By Bonnie Drury and Ezra Steinhardt
On 28 November 2012, following an 18-month investigation, the UK Information Commissioner’s Office (ICO) announced that it had fined the joint owners of Tetrus Telecoms (Tetrus) a total of £440,000 under the Privacy and Electronic Communications Regulations (PECR). The fine penalized Tetrus for sending millions of unsolicited text messages promoting opportunities to claim compensation for personal injury and mis-sold payment protection insurance (PPI).
In breach of the PECR, Tetrus (according to the ICO) failed to obtain consent from the recipients of the text messages and failed to identify itself as the sender. The ICO explained in its press release that Tetrus used any replies to its messages to generate business by selling respondent contact information to third party legal services providers.
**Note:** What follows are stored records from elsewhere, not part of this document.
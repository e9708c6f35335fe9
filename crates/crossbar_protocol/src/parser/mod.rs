use crate::{
    error::ParseError,
    model::{MenuItem, MenuLine, RenderModel, Status},
};

pub(crate) mod attributes;

/// A line consisting of exactly this text starts a new menu section.
pub const SECTION_SEPARATOR: &str = "---";

/// Delimits the text of a line from its attributes.
pub const ATTR_DELIMITER: &str = " | ";

/// Parse the raw stdout of a plugin. Fails only if the output is not valid UTF-8.
pub fn parse(stdout: &[u8]) -> Result<RenderModel, ParseError> {
    let text = std::str::from_utf8(stdout).map_err(|e| ParseError::InvalidUtf8 { valid_up_to: e.valid_up_to() })?;
    Ok(parse_str(text))
}

/// Parse plugin output. This never fails: anything that doesn't follow the protocol is shown as plain text.
pub fn parse_str(text: &str) -> RenderModel {
    let text = text.strip_prefix('\u{feff}').unwrap_or(text);
    let mut lines: Vec<&str> = text.lines().collect();
    while lines.last().is_some_and(|line| line.trim().is_empty()) {
        lines.pop();
    }

    let mut blocks = lines.split(|line| *line == SECTION_SEPARATOR);
    // Everything after the first line of the title block is ignored.
    let title = blocks.next().and_then(|title_block| title_block.first()).map(|line| parse_line(line)).unwrap_or_default();

    let mut menu_items = Vec::new();
    for (idx, section) in blocks.enumerate() {
        if idx > 0 {
            menu_items.push(MenuItem::Separator);
        }
        menu_items.extend(section.iter().map(|line| MenuItem::Line(parse_line(line))));
    }

    RenderModel { title, menu_items, status: Status::Fresh }
}

/// Parse a single line into its text and attributes.
///
/// Every occurrence of ` | ` is tried from left to right, and the first one that is followed by nothing but
/// well-formed `key=value` pairs separates the text from the attributes. If there is none, the whole line is text.
pub fn parse_line(line: &str) -> MenuLine {
    for (idx, _) in line.match_indices(ATTR_DELIMITER) {
        if let Some(attrs) = attributes::parse_attributes(&line[idx + ATTR_DELIMITER.len()..]) {
            return MenuLine { text: line[..idx].to_string(), attrs };
        }
    }
    MenuLine::plain(line)
}

#[cfg(test)]
mod test {
    use super::*;
    use crate::model::Attributes;
    use pretty_assertions::assert_eq;

    fn line(text: &str) -> MenuItem {
        MenuItem::Line(MenuLine::plain(text))
    }

    #[test]
    fn test_battery_output() {
        let model = parse_str("🔋 85% | color=green\n---\nBattery: 85%\n---\nRefresh | refresh=true");
        assert_eq!("🔋 85%", model.title.text);
        assert_eq!(Some("green".to_string()), model.title.attrs.color);
        assert_eq!(
            vec![
                line("Battery: 85%"),
                MenuItem::Separator,
                MenuItem::Line(MenuLine {
                    text: "Refresh".to_string(),
                    attrs: Attributes { refresh: Some(true), ..Attributes::default() }
                }),
            ],
            model.menu_items
        );
        let actionable: Vec<_> = model.actionable_items().map(|(idx, line)| (idx, line.text.as_str())).collect();
        assert_eq!(vec![(2, "Refresh")], actionable);
    }

    #[test]
    fn test_empty_output() {
        let model = parse(b"").unwrap();
        assert_eq!("", model.title.text);
        assert!(model.title.attrs.is_empty());
        assert!(model.menu_items.is_empty());
        assert_eq!(Status::Fresh, model.status);
    }

    #[test]
    fn test_invalid_utf8() {
        assert_eq!(Err(ParseError::InvalidUtf8 { valid_up_to: 2 }), parse(b"ok\xff\xfe"));
    }

    #[test]
    fn test_extra_title_lines_are_ignored() {
        let model = parse_str("title\nsecond title line\n---\nitem");
        assert_eq!("title", model.title.text);
        assert_eq!(vec![line("item")], model.menu_items);
    }

    #[test]
    fn test_output_without_separator() {
        let model = parse_str("just a title\n");
        assert_eq!("just a title", model.title.text);
        assert!(model.menu_items.is_empty());
    }

    #[test]
    fn test_output_starting_with_separator() {
        let model = parse_str("---\nitem");
        assert_eq!("", model.title.text);
        assert_eq!(vec![line("item")], model.menu_items);
    }

    #[test]
    fn test_empty_sections_keep_their_separators() {
        let model = parse_str("t\n---\na\n---\n---\nb\n\n\n");
        assert_eq!(vec![line("a"), MenuItem::Separator, MenuItem::Separator, line("b")], model.menu_items);
    }

    #[test]
    fn test_crlf_line_endings() {
        let model = parse_str("t | color=red\r\n---\r\nitem\r\n");
        assert_eq!("t", model.title.text);
        assert_eq!(Some("red".to_string()), model.title.attrs.color);
        assert_eq!(vec![line("item")], model.menu_items);
    }

    #[test]
    fn test_separator_must_match_exactly() {
        let model = parse_str("t\n---\n----\n --- ");
        assert_eq!(vec![line("----"), line(" --- ")], model.menu_items);
    }

    #[test]
    fn test_pipe_in_text_without_attributes() {
        let parsed = parse_line("Total: 3 | Pending: 2 | Done: 1");
        assert_eq!(MenuLine::plain("Total: 3 | Pending: 2 | Done: 1"), parsed);
    }

    #[test]
    fn test_pipe_in_text_with_attributes() {
        let parsed = parse_line("Total: 3 | Pending: 2 | color=gray");
        assert_eq!("Total: 3 | Pending: 2", parsed.text);
        assert_eq!(Some("gray".to_string()), parsed.attrs.color);
    }

    #[test]
    fn test_bash_action_with_quoted_command() {
        let parsed = parse_line(r#"Open Activity Monitor | bash='open -a "Activity Monitor"' terminal=false"#);
        assert_eq!("Open Activity Monitor", parsed.text);
        assert_eq!(Some(r#"open -a "Activity Monitor""#.to_string()), parsed.attrs.bash);
        assert_eq!(Some(false), parsed.attrs.terminal);
        assert!(parsed.attrs.is_actionable());
    }

    #[test]
    fn test_unknown_attributes_are_preserved() {
        let parsed = parse_line("Hi | font=Menlo size=12 color=blue");
        assert_eq!(Some("blue".to_string()), parsed.attrs.color);
        assert_eq!(Some("Menlo"), parsed.attrs.get_extra("font"));
        assert_eq!(Some("12"), parsed.attrs.get_extra("size"));
    }

    #[test]
    fn test_malformed_attributes_stay_literal() {
        assert_eq!(MenuLine::plain("x | color='red"), parse_line("x | color='red"));
        assert_eq!(MenuLine::plain("x | "), parse_line("x | "));
        assert_eq!(MenuLine::plain("x |color=red"), parse_line("x |color=red"));
    }

    #[test]
    fn test_href_item() {
        let model = parse_str("🔔 3\n---\nOpen GitHub Notifications | href=https://github.com/notifications");
        let item = model.item(0).unwrap();
        assert_eq!(Some("https://github.com/notifications".to_string()), item.attrs.href);
        assert_eq!(None, model.item(1));
    }
}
In addition to the fines for breaching the PECR, Tetrus’ joint owners, Christopher Niebel and Gary McNeish, may also face prosecution for failing to register Tetrus with the ICO as a data controller (as required by the Data Protection Act 1998, given that Tetrus was collecting and processing personal data).
This is the first time that the ICO has used its power (which entered into force in January 2012) to issue a fine for a serious breach of the PECR. In a statement, the Information Commissioner, Christopher Graham, said: “The public have told us that they are distressed and annoyed by the constant bombardment of illegal texts and calls and we are currently cracking down on the companies responsible, using the full force of the law”.